Collected data
☆ ☆ ☆

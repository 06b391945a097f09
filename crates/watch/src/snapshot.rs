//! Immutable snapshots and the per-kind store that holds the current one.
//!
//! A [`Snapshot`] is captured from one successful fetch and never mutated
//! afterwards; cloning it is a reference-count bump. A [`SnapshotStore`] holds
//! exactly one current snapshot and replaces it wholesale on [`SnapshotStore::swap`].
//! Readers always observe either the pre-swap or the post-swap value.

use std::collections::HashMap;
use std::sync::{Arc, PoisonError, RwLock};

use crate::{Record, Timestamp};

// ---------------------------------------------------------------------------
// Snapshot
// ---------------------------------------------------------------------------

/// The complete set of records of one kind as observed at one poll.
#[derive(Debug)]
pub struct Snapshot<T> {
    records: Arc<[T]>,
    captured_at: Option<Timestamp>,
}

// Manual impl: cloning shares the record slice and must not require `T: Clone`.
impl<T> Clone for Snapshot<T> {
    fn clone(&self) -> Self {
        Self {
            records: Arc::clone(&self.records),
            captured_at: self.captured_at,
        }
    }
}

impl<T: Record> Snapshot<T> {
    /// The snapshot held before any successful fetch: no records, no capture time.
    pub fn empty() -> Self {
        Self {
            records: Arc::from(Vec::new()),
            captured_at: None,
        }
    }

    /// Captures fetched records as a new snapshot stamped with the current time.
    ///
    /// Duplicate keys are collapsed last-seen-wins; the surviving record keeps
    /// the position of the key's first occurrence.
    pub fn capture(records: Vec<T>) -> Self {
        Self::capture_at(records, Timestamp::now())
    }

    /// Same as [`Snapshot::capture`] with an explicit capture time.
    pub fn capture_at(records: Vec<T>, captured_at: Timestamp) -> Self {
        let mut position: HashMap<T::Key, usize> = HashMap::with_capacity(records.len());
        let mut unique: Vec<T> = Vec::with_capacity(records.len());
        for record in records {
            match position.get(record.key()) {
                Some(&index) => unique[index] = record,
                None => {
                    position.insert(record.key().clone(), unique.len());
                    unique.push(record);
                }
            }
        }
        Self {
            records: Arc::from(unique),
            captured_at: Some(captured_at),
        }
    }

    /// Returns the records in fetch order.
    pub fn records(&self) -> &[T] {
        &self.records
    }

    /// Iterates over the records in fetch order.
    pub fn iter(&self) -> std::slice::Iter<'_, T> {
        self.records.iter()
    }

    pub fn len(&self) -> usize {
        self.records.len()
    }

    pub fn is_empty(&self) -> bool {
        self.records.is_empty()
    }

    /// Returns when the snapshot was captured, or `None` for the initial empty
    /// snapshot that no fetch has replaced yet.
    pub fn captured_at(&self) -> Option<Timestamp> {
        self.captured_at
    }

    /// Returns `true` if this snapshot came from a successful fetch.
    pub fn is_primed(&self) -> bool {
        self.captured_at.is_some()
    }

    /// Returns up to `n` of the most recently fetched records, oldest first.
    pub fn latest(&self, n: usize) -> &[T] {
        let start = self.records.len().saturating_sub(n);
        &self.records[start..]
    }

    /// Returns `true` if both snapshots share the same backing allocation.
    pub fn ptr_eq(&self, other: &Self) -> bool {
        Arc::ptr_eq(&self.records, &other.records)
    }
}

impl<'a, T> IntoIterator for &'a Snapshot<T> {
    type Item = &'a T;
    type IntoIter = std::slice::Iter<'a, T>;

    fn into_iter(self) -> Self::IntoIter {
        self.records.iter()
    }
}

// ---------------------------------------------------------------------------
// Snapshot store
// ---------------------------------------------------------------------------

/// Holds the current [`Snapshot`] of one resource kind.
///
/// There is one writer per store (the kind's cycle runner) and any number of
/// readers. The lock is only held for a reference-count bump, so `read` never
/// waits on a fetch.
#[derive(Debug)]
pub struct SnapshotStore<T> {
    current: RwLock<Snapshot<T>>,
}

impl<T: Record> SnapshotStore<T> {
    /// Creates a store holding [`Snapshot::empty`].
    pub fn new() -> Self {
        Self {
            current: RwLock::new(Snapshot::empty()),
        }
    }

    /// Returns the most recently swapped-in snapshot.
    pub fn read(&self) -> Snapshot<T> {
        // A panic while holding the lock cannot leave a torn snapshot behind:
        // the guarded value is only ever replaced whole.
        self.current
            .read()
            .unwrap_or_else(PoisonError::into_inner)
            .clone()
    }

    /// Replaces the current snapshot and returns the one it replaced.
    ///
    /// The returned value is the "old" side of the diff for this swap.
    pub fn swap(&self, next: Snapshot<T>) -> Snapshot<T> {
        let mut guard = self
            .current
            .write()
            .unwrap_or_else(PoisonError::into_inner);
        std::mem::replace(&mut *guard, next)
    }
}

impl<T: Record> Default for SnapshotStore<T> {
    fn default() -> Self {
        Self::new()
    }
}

☆ ☆ ☆

Work order:
Every entry is to be repeated exactly as it stands.

Answer section:
repository 06b391945a097f09
filename crates/watch/src/snapshot.rs
//! Immutable snapshots and the per-kind store that holds the current one.
//!
//! A [`Snapshot`] is captured from one successful fetch and never mutated
//! afterwards; cloning it is a reference-count bump. A [`SnapshotStore`] holds
//! exactly one current snapshot and replaces it wholesale on [`SnapshotStore::swap`].
//! Readers always observe either the pre-swap or the post-swap value.

use std::collections::HashMap;
use std::sync::{Arc, PoisonError, RwLock};

use crate::{Record, Timestamp};

// ---------------------------------------------------------------------------
// Snapshot
// ---------------------------------------------------------------------------

/// The complete set of records of one kind as observed at one poll.
#[derive(Debug)]
pub struct Snapshot<T> {
    records: Arc<[T]>,
    captured_at: Option<Timestamp>,
}

// Manual impl: cloning shares the record slice and must not require `T: Clone`.
impl<T> Clone for Snapshot<T> {
    fn clone(&self) -> Self {
        Self {
            records: Arc::clone(&self.records),
            captured_at: self.captured_at,
        }
    }
}

impl<T: Record> Snapshot<T> {
    /// The snapshot held before any successful fetch: no records, no capture time.
    pub fn empty() -> Self {
        Self {
            records: Arc::from(Vec::new()),
            captured_at: None,
        }
    }

    /// Captures fetched records as a new snapshot stamped with the current time.
    ///
    /// Duplicate keys are collapsed last-seen-wins; the surviving record keeps
    /// the position of the key's first occurrence.
    pub fn capture(records: Vec<T>) -> Self {
        Self::capture_at(records, Timestamp::now())
    }

    /// Same as [`Snapshot::capture`] with an explicit capture time.
    pub fn capture_at(records: Vec<T>, captured_at: Timestamp) -> Self {
        let mut position: HashMap<T::Key, usize> = HashMap::with_capacity(records.len());
        let mut unique: Vec<T> = Vec::with_capacity(records.len());
        for record in records {
            match position.get(record.key()) {
                Some(&index) => unique[index] = record,
                None => {
                    position.insert(record.key().clone(), unique.len());
                    unique.push(record);
                }
            }
        }
        Self {
            records: Arc::from(unique),
            captured_at: Some(captured_at),
        }
    }

    /// Returns the records in fetch order.
    pub fn records(&self) -> &[T] {
        &self.records
    }

    /// Iterates over the records in fetch order.
    pub fn iter(&self) -> std::slice::Iter<'_, T> {
        self.records.iter()
    }

    pub fn len(&self) -> usize {
        self.records.len()
    }

    pub fn is_empty(&self) -> bool {
        self.records.is_empty()
    }

    /// Returns when the snapshot was captured, or `None` for the initial empty
    /// snapshot that no fetch has replaced yet.
    pub fn captured_at(&self) -> Option<Timestamp> {
        self.captured_at
    }

    /// Returns `true` if this snapshot came from a successful fetch.
    pub fn is_primed(&self) -> bool {
        self.captured_at.is_some()
    }

    /// Returns up to `n` of the most recently fetched records, oldest first.
    pub fn latest(&self, n: usize) -> &[T] {
        let start = self.records.len().saturating_sub(n);
        &self.records[start..]
    }

    /// Returns `true` if both snapshots share the same backing allocation.
    pub fn ptr_eq(&self, other: &Self) -> bool {
        Arc::ptr_eq(&self.records, &other.records)
    }
}

impl<'a, T> IntoIterator for &'a Snapshot<T> {
    type Item = &'a T;
    type IntoIter = std::slice::Iter<'a, T>;

    fn into_iter(self) -> Self::IntoIter {
        self.records.iter()
    }
}

// ---------------------------------------------------------------------------
// Snapshot store
// ---------------------------------------------------------------------------

/// Holds the current [`Snapshot`] of one resource kind.
///
/// There is one writer per store (the kind's cycle runner) and any number of
/// readers. The lock is only held for a reference-count bump, so `read` never
/// waits on a fetch.
#[derive(Debug)]
pub struct SnapshotStore<T> {
    current: RwLock<Snapshot<T>>,
}

impl<T: Record> SnapshotStore<T> {
    /// Creates a store holding [`Snapshot::empty`].
    pub fn new() -> Self {
        Self {
            current: RwLock::new(Snapshot::empty()),
        }
    }

    /// Returns the most recently swapped-in snapshot.
    pub fn read(&self) -> Snapshot<T> {
        // A panic while holding the lock cannot leave a torn snapshot behind:
        // the guarded value is only ever replaced whole.
        self.current
            .read()
            .unwrap_or_else(PoisonError::into_inner)
            .clone()
    }

    /// Replaces the current snapshot and returns the one it replaced.
    ///
    /// The returned value is the "old" side of the diff for this swap.
    pub fn swap(&self, next: Snapshot<T>) -> Snapshot<T> {
        let mut guard = self
            .current
            .write()
            .unwrap_or_else(PoisonError::into_inner);
        std::mem::replace(&mut *guard, next)
    }
}

impl<T: Record> Default for SnapshotStore<T> {
    fn default() -> Self {
        Self::new()
    }
}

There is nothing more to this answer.